Question 2: Are export proxies specific to esm, es modules, or all (including cjs require) export/import patterns? Asked another way, do all JS module patterns use proxies for the exported items?

Thanks, for taking the time to consider this.

--BobG

bobjunga commented 4 years ago

Another anomaly

When I use line (1) (old way) to export my instance, the 'this' pointer I see in the constructor is not the one that I see via the proxy even though my constructor is called only once.

I tried using a different singleton pattern by recording my plugin's 'this' pointer in the global 'window' object in its constructor.
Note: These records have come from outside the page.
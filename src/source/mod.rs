// OS metric readings via sysinfo

mod linux;

use std::future::Future;
use std::sync::Arc;
use std::time::Duration;

use chrono::{DateTime, Utc};
use sysinfo::{Components, Disks, Networks, System};
use tracing::instrument;

use crate::models::{CpuMetrics, DiskUsage, MemoryMetrics, SystemInfo, TemperatureReading};

/// Raw cumulative interface counters, summed across interfaces. Rate
/// derivation happens in the sampler, not here.
#[derive(Debug, Clone, Copy, Default, PartialEq, Eq)]
pub struct NetworkCounters {
    pub bytes_sent: u64,
    pub bytes_recv: u64,
}

#[derive(Debug, Clone, Copy)]
pub struct ClockReading {
    pub boot_time: DateTime<Utc>,
    pub uptime: Duration,
}

/// Point-in-time readings of one metric group each. Every method is an
/// independent failure domain: the sampler degrades the failing group and
/// keeps the rest of the snapshot.
pub trait MetricsSource: Send + Sync + 'static {
    fn cpu_metrics(&self) -> impl Future<Output = anyhow::Result<CpuMetrics>> + Send;
    fn memory_metrics(&self) -> impl Future<Output = anyhow::Result<MemoryMetrics>> + Send;
    fn disk_usage(&self) -> impl Future<Output = anyhow::Result<Vec<DiskUsage>>> + Send;
    fn network_counters(&self) -> impl Future<Output = anyhow::Result<NetworkCounters>> + Send;
    fn temperatures(&self) -> impl Future<Output = anyhow::Result<Vec<TemperatureReading>>> + Send;
    fn clock(&self) -> impl Future<Output = anyhow::Result<ClockReading>> + Send;
}

/// Production source backed by sysinfo. Reads run on the blocking pool;
/// sysinfo state lives behind std mutexes shared with the blocking tasks.
pub struct SysinfoSource {
    sys: Arc<std::sync::Mutex<System>>,
    disks: Arc<std::sync::Mutex<Disks>>,
    networks: Arc<std::sync::Mutex<Networks>>,
    components: Arc<std::sync::Mutex<Components>>,
}

impl Default for SysinfoSource {
    fn default() -> Self {
        Self::new()
    }
}

impl SysinfoSource {
    pub fn new() -> Self {
        let mut sys = System::new_all();
        sys.refresh_all();
        let disks = Disks::new_with_refreshed_list();
        let networks = Networks::new_with_refreshed_list();
        let components = Components::new_with_refreshed_list();
        Self {
            sys: Arc::new(std::sync::Mutex::new(sys)),
            disks: Arc::new(std::sync::Mutex::new(disks)),
            networks: Arc::new(std::sync::Mutex::new(networks)),
            components: Arc::new(std::sync::Mutex::new(components)),
        }
    }

    /// Static host identity; fetched once at startup.
    #[instrument(skip(self), fields(repo = "sysinfo", operation = "system_info"))]
    pub async fn system_info(&self) -> anyhow::Result<SystemInfo> {
        let sys = self.sys.clone();
        tokio::task::spawn_blocking(move || {
            let sys = sys
                .lock()
                .map_err(|e| anyhow::anyhow!("sysinfo lock poisoned: {}", e))?;
            let os_name = System::name().unwrap_or_else(|| std::env::consts::OS.into());
            let kernel = System::kernel_version().unwrap_or_default();
            let os = format!("{} {}", os_name, kernel).trim_end().to_string();
            let hostname = System::host_name().unwrap_or_else(|| "unknown".into());
            let cpu_model = linux::read_cpu_model()
                .or_else(|| {
                    sys.cpus()
                        .first()
                        .map(|c| c.name().to_string())
                        .filter(|s| !s.is_empty() && s != "cpu0")
                })
                .unwrap_or_else(|| "Unknown".into());
            Ok(SystemInfo {
                os,
                hostname,
                cpu_model,
                cpu_cores: sys.cpus().len() as u32,
                cpu_physical_cores: System::physical_core_count().unwrap_or(0) as u32,
            })
        })
        .await
        .map_err(|e| anyhow::anyhow!("sysinfo task join: {}", e))?
    }
}

impl MetricsSource for SysinfoSource {
    #[instrument(skip(self), fields(repo = "sysinfo", operation = "cpu_metrics"))]
    async fn cpu_metrics(&self) -> anyhow::Result<CpuMetrics> {
        let sys = self.sys.clone();
        tokio::task::spawn_blocking(move || {
            let mut sys = sys
                .lock()
                .map_err(|e| anyhow::anyhow!("sysinfo lock poisoned: {}", e))?;
            // Usage is measured against the previous refresh, so the first
            // tick after startup reads 0.
            sys.refresh_cpu_all();
            let usage = sys.global_cpu_usage() as f64;
            let load = System::load_average();
            let freq_current = sys.cpus().first().map_or(0, |c| c.frequency()) as f64;
            Ok(CpuMetrics {
                percent: usage,
                load_1: load.one,
                load_5: load.five,
                load_15: load.fifteen,
                freq_current,
                freq_min: linux::read_cpufreq_mhz("cpuinfo_min_freq").unwrap_or(0.0),
                freq_max: linux::read_cpufreq_mhz("cpuinfo_max_freq").unwrap_or(0.0),
            })
        })
        .await
        .map_err(|e| anyhow::anyhow!("sysinfo task join: {}", e))?
    }

    #[instrument(skip(self), fields(repo = "sysinfo", operation = "memory_metrics"))]
    async fn memory_metrics(&self) -> anyhow::Result<MemoryMetrics> {
        let sys = self.sys.clone();
        tokio::task::spawn_blocking(move || {
            let mut sys = sys
                .lock()
                .map_err(|e| anyhow::anyhow!("sysinfo lock poisoned: {}", e))?;
            sys.refresh_memory();

            let total = sys.total_memory();
            let available = sys.available_memory();
            let used = total.saturating_sub(available);
            let percent = if total > 0 {
                (used as f64 / total as f64) * 100.0
            } else {
                0.0
            };

            let swap_total = sys.total_swap();
            let swap_used = sys.used_swap();
            let swap_free = swap_total.saturating_sub(swap_used);
            let swap_percent = if swap_total > 0 {
                (swap_used as f64 / swap_total as f64) * 100.0
            } else {
                0.0
            };

            Ok(MemoryMetrics {
                total,
                used,
                available,
                percent,
                swap_total,
                swap_used,
                swap_free,
                swap_percent,
            })
        })
        .await
        .map_err(|e| anyhow::anyhow!("sysinfo task join: {}", e))?
    }

    #[instrument(skip(self), fields(repo = "sysinfo", operation = "disk_usage"))]
    async fn disk_usage(&self) -> anyhow::Result<Vec<DiskUsage>> {
        let disks = self.disks.clone();
        tokio::task::spawn_blocking(move || {
            let mut disks = disks
                .lock()
                .map_err(|e| anyhow::anyhow!("sysinfo disks lock poisoned: {}", e))?;
            disks.refresh(false);
            let usage = disks
                .list()
                .iter()
                .map(|d| {
                    let total = d.total_space();
                    let free = d.available_space();
                    let used = total.saturating_sub(free);
                    let percent = if total > 0 {
                        (used as f64 / total as f64) * 100.0
                    } else {
                        0.0
                    };
                    DiskUsage {
                        device: d.name().to_string_lossy().into_owned(),
                        mountpoint: d.mount_point().to_string_lossy().into_owned(),
                        total,
                        used,
                        free,
                        percent,
                    }
                })
                .collect();
            Ok(usage)
        })
        .await
        .map_err(|e| anyhow::anyhow!("sysinfo task join: {}", e))?
    }

    #[instrument(skip(self), fields(repo = "sysinfo", operation = "network_counters"))]
    async fn network_counters(&self) -> anyhow::Result<NetworkCounters> {
        let networks = self.networks.clone();
        tokio::task::spawn_blocking(move || {
            let mut networks = networks
                .lock()
                .map_err(|e| anyhow::anyhow!("sysinfo networks lock poisoned: {}", e))?;
            networks.refresh(true);
            let mut counters = NetworkCounters::default();
            for (_name, data) in networks.list() {
                counters.bytes_sent += data.total_transmitted();
                counters.bytes_recv += data.total_received();
            }
            Ok(counters)
        })
        .await
        .map_err(|e| anyhow::anyhow!("sysinfo task join: {}", e))?
    }

    #[instrument(skip(self), fields(repo = "sysinfo", operation = "temperatures"))]
    async fn temperatures(&self) -> anyhow::Result<Vec<TemperatureReading>> {
        let components = self.components.clone();
        tokio::task::spawn_blocking(move || {
            let mut components = components
                .lock()
                .map_err(|e| anyhow::anyhow!("sysinfo components lock poisoned: {}", e))?;
            components.refresh(true);
            // Sensors without a current reading are omitted rather than
            // reported as 0.
            let readings = components
                .iter()
                .filter_map(|c| {
                    let current = f64::from(c.temperature()?);
                    Some(TemperatureReading {
                        name: c.label().to_string(),
                        current,
                        high: c.max().map(f64::from),
                        critical: c.critical().map(f64::from),
                    })
                })
                .collect();
            Ok(readings)
        })
        .await
        .map_err(|e| anyhow::anyhow!("sysinfo task join: {}", e))?
    }

    #[instrument(skip(self), fields(repo = "sysinfo", operation = "clock"))]
    async fn clock(&self) -> anyhow::Result<ClockReading> {
        tokio::task::spawn_blocking(move || {
            let boot_secs = System::boot_time();
            let boot_time =
                DateTime::from_timestamp(boot_secs as i64, 0).unwrap_or(DateTime::UNIX_EPOCH);
            Ok(ClockReading {
                boot_time,
                uptime: Duration::from_secs(System::uptime()),
            })
        })
        .await
        .map_err(|e| anyhow::anyhow!("sysinfo task join: {}", e))?
    }
}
class TreeToolBarAtomPlugin {
  constructor() {
    this.view = null;
    window.treeToolbar = this;
  }
  activate() {
    this.view = new MyView();
  }
}
(1) module.exports = new TreeToolBarAtomPlugin() 
//(2) export default new TreeToolBarAtomPlugin()

Then in the console...

console.log(treeToolbar) 
-> Object ...
console.log(treeToolbar.view)   
-> null
console.log(atom.packages.activePackages["bg-tree-view-toolbar"].mainModule.view)   
-> Object ....

If I use line (2) (ems way) to export my instance, the this pointer is consistent. Since in this case, Atom did not activate my package, I activated it manual in the console by referencing it as [proxy].default.activate(). Then, referencing through the global window.treeToolbar and the [proxy].default both shows the same object for this.view (of the plugin's this).

--BobG

bobjunga commented 4 years ago

Writing this issue helped me realize that maybe this is about supporting default export and named exports at the same time? Maybe the 'default' member of the proxy is making room for named exports to exist along side but maybe that is new to es modules and the cjs code does not recognize it?

I modified my index.js by making the pass through assignment promote the 'default' property up to be the entire export like this...

// Set options as a parameter, environment variable, or rc file.
// eslint-disable-next-line no-global-assign
require = require("esm")(module/* , options */)
module.exports = require("./lib/bg-tree-view-toolbar").default

This seems to fix everything. Atom is happy. The global singleton reference works (i.e. the this pointer is not split as stated above).

Possible Bug

I wonder if a module only uses a default export, and there are no named exports if esm was in error to put it in the 'default' property?

--BobG

jsg2021 commented 4 years ago

Not a bug. This is how esm / commonjs interop works.